> Requirement: Scan the data. Collect each line that contains the word "TrendContinuation".

> Records for this exercise:

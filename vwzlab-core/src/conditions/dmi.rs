//! Directional indicator crossover.

use super::{ConditionSignal, EntryCondition};
use crate::config::StrategyConfig;
use crate::domain::Direction;
use crate::snapshot::IndicatorSnapshot;

/// Enters when the trade's DI line crosses above the other one and asks for
/// an exit on the opposite crossover.
#[derive(Debug, Clone, Copy)]
pub struct DirectionalCross {
    direction: Direction,
}

impl DirectionalCross {
    pub fn new(direction: Direction) -> Self {
        Self { direction }
    }
}

impl EntryCondition for DirectionalCross {
    fn name(&self) -> &'static str {
        "dmi"
    }

    fn direction(&self) -> Direction {
        self.direction
    }

    fn evaluate(&self, snapshot: &IndicatorSnapshot, _config: &StrategyConfig) -> ConditionSignal {
        let (ours, theirs) = match self.direction {
            Direction::Long => (&snapshot.plus_di, &snapshot.minus_di),
            Direction::Short => (&snapshot.minus_di, &snapshot.plus_di),
        };
        let (ours_prev, ours_now) = (ours.prev(), ours.last());
        let (theirs_prev, theirs_now) = (theirs.prev(), theirs.last());

        if ours_prev <= theirs_prev && ours_now > theirs_now {
            ConditionSignal::enter()
        } else if ours_prev >= theirs_prev && ours_now < theirs_now {
            ConditionSignal::exit()
        } else {
            ConditionSignal::NONE
        }
    }
}
//! MACD histogram zero-line crossing.

use super::{ConditionSignal, EntryCondition};
use crate::config::StrategyConfig;
use crate::domain::Direction;
use crate::snapshot::IndicatorSnapshot;

/// Long when the histogram crosses from negative to positive, short on the
/// reverse crossing. Needs two defined histogram samples.
#[derive(Debug, Clone, Copy)]
pub struct MacdZeroCross {
    direction: Direction,
}

impl MacdZeroCross {
    pub fn new(direction: Direction) -> Self {
        Self { direction }
    }
}

impl EntryCondition for MacdZeroCross {
    fn name(&self) -> &'static str {
        "macd"
    }

    fn direction(&self) -> Direction {
        self.direction
    }

    fn evaluate(&self, snapshot: &IndicatorSnapshot, _config: &StrategyConfig) -> ConditionSignal {
        let (prev, curr) = (snapshot.macd_hist.prev(), snapshot.macd_hist.last());
        let crossed = match self.direction {
            Direction::Long => prev < 0.0 && curr > 0.0,
            Direction::Short => prev > 0.0 && curr < 0.0,
        };
        ConditionSignal::entry_if(crossed)
    }
}
//! Default rule: EMA trend with a confirming Z-score.

use super::{ema_aligned, ConditionSignal, EntryCondition};
use crate::config::StrategyConfig;
use crate::domain::Direction;
use crate::snapshot::IndicatorSnapshot;

/// Enters with the trend: short EMA on the trade's side of the long EMA and
/// price deviating the same way (Z-score above zero for longs, below for
/// shorts). Never asks for an exit.
#[derive(Debug, Clone, Copy)]
pub struct TrendContinuation {
    direction: Direction,
}

impl TrendContinuation {
    pub fn new(direction: Direction) -> Self {
        Self { direction }
    }
}

impl EntryCondition for TrendContinuation {
    fn name(&self) -> &'static str {
        "default"
    }

    fn direction(&self) -> Direction {
        self.direction
    }

    fn evaluate(&self, snapshot: &IndicatorSnapshot, _config: &StrategyConfig) -> ConditionSignal {
        let z = snapshot.zscore.last();
        let deviates = match self.direction {
            Direction::Long => z > 0.0,
            Direction::Short => z < 0.0,
        };
        ConditionSignal::entry_if(ema_aligned(snapshot, self.direction) && deviates)
    }
}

> Solution for this task:
pub struct TrendContinuation {
impl TrendContinuation {
impl EntryCondition for TrendContinuation {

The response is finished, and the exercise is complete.